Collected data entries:
++++++++

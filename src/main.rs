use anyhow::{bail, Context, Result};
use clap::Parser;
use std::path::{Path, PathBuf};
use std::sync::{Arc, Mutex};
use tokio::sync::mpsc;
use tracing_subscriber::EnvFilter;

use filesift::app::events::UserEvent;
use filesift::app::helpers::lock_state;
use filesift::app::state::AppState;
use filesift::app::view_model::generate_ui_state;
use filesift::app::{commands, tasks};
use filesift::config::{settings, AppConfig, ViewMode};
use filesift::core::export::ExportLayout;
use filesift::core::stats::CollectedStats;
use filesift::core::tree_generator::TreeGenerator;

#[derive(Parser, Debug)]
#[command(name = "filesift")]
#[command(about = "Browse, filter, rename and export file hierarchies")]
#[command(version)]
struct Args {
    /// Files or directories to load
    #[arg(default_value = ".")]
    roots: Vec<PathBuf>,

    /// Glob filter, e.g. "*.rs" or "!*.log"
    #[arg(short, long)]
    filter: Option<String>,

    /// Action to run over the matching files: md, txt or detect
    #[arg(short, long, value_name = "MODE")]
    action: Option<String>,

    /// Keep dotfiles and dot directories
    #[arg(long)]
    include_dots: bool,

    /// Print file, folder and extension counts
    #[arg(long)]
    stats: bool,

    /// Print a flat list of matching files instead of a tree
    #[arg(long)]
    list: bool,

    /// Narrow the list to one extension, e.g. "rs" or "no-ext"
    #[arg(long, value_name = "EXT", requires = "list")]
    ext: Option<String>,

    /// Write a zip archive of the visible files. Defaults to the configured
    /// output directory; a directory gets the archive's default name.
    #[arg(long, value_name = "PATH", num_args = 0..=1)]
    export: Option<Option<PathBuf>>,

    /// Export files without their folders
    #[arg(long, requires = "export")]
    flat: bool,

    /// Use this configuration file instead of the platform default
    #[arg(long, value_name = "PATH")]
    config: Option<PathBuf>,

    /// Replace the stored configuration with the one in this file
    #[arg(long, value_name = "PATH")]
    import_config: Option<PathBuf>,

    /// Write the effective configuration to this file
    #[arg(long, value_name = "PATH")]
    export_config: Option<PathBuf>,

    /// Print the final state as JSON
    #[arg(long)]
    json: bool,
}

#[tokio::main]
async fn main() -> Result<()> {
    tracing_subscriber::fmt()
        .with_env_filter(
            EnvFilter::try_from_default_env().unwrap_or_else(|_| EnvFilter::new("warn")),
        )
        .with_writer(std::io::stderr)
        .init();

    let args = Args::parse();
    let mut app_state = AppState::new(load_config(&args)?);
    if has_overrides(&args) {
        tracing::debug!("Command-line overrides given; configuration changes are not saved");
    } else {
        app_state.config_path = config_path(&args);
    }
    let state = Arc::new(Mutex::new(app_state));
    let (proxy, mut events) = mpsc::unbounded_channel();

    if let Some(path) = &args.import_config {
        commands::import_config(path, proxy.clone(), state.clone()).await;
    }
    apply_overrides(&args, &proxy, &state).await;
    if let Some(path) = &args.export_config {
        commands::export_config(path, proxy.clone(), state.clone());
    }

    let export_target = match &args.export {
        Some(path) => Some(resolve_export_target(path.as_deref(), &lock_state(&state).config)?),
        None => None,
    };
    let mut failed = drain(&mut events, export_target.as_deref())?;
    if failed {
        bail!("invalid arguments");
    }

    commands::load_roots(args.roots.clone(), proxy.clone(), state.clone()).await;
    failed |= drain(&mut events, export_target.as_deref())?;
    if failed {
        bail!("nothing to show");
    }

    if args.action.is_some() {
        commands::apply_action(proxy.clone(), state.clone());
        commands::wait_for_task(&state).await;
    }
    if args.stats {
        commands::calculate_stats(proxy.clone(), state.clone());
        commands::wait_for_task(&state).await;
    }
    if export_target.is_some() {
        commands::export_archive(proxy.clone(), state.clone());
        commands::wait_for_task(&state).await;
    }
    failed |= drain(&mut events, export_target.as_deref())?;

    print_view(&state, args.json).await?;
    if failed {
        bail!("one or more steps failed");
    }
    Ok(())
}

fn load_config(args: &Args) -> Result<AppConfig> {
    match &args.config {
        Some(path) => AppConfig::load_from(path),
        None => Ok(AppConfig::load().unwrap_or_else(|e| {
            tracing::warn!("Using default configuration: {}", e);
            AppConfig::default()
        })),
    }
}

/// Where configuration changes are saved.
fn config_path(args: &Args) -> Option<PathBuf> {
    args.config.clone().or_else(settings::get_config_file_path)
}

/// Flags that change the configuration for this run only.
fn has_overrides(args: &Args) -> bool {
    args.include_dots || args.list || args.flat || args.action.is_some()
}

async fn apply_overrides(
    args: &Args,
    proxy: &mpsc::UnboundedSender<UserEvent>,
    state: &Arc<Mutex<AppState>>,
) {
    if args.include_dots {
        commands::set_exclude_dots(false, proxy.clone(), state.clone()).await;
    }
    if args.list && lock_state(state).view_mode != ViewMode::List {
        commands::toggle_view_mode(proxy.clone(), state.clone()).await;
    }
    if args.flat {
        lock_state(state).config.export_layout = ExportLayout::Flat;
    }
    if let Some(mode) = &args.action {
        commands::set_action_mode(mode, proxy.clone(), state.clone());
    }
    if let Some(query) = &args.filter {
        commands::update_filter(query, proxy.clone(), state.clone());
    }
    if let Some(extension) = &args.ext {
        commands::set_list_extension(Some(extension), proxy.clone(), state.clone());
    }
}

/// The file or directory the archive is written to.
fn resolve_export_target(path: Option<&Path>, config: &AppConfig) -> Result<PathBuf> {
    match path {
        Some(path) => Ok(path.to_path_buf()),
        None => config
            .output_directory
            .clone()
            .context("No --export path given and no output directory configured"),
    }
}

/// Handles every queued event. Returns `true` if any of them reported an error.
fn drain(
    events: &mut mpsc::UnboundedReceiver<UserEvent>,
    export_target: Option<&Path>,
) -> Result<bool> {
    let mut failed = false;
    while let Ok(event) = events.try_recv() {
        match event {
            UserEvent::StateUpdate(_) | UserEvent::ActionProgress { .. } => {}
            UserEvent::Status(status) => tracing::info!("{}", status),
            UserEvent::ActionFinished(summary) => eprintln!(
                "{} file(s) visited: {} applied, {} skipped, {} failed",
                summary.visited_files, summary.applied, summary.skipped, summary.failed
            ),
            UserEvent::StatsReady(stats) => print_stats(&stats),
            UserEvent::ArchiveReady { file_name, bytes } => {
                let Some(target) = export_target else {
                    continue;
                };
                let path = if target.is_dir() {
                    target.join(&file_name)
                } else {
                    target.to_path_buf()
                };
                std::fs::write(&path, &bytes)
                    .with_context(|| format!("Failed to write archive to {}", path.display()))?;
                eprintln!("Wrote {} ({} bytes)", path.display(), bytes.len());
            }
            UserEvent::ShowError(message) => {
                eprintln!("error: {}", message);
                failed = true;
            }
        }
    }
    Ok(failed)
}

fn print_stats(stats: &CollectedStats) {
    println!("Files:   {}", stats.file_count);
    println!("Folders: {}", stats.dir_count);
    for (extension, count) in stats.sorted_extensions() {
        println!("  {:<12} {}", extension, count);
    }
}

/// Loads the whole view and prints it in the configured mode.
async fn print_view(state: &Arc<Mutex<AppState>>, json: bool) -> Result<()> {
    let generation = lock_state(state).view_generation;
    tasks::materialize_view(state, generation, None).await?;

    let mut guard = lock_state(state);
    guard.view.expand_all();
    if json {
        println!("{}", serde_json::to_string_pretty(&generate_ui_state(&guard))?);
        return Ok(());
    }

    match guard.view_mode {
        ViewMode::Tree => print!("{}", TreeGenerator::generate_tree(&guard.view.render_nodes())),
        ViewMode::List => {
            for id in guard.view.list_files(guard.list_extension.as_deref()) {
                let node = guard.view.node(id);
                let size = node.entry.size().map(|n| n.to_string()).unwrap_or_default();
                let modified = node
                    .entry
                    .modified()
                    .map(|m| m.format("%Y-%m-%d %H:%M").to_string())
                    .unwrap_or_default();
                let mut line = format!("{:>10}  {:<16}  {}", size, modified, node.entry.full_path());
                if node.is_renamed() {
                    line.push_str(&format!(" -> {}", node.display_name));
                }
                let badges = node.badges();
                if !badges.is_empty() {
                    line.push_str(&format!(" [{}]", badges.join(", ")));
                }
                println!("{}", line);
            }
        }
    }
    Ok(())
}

++++++++

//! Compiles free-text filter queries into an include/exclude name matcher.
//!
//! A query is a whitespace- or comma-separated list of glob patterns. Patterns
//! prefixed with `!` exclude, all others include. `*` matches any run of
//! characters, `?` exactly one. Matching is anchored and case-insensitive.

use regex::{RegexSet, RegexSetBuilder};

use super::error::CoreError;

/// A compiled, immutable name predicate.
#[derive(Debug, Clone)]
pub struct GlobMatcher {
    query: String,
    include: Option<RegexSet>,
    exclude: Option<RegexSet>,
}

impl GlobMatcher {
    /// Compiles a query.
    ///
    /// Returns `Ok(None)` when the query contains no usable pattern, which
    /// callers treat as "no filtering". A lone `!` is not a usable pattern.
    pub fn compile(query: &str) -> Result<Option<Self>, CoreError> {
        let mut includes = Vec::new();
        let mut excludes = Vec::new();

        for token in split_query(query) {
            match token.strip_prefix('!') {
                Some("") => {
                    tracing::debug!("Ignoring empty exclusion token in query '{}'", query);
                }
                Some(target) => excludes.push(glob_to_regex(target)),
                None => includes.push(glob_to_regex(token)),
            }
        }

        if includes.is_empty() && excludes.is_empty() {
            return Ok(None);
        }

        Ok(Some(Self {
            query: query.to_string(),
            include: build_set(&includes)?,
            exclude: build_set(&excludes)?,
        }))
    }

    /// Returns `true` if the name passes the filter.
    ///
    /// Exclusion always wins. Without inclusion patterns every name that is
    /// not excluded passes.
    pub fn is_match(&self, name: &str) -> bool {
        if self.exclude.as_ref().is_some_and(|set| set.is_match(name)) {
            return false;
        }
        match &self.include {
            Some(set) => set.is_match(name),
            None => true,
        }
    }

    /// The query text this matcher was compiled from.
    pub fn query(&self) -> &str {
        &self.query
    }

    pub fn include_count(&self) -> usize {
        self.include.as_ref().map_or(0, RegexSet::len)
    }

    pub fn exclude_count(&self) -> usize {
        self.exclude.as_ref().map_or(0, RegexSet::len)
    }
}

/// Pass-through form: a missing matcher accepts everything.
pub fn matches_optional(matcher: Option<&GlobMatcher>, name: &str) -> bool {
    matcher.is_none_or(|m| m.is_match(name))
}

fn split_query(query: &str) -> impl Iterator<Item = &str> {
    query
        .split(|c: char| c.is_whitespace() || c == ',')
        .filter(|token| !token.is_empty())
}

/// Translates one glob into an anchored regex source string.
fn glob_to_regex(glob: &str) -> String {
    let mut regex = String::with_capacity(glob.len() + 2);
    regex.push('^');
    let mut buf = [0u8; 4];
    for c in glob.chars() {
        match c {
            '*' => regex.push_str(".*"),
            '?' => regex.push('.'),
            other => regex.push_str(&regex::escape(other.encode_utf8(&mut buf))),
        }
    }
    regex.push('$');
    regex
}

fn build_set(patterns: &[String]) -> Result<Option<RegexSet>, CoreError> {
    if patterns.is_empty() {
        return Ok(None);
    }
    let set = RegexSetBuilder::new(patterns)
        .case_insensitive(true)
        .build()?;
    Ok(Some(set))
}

++++++++

§ **Work request**
For the entries above, give only the number of lines that contain the word "token".

§ **Response**
5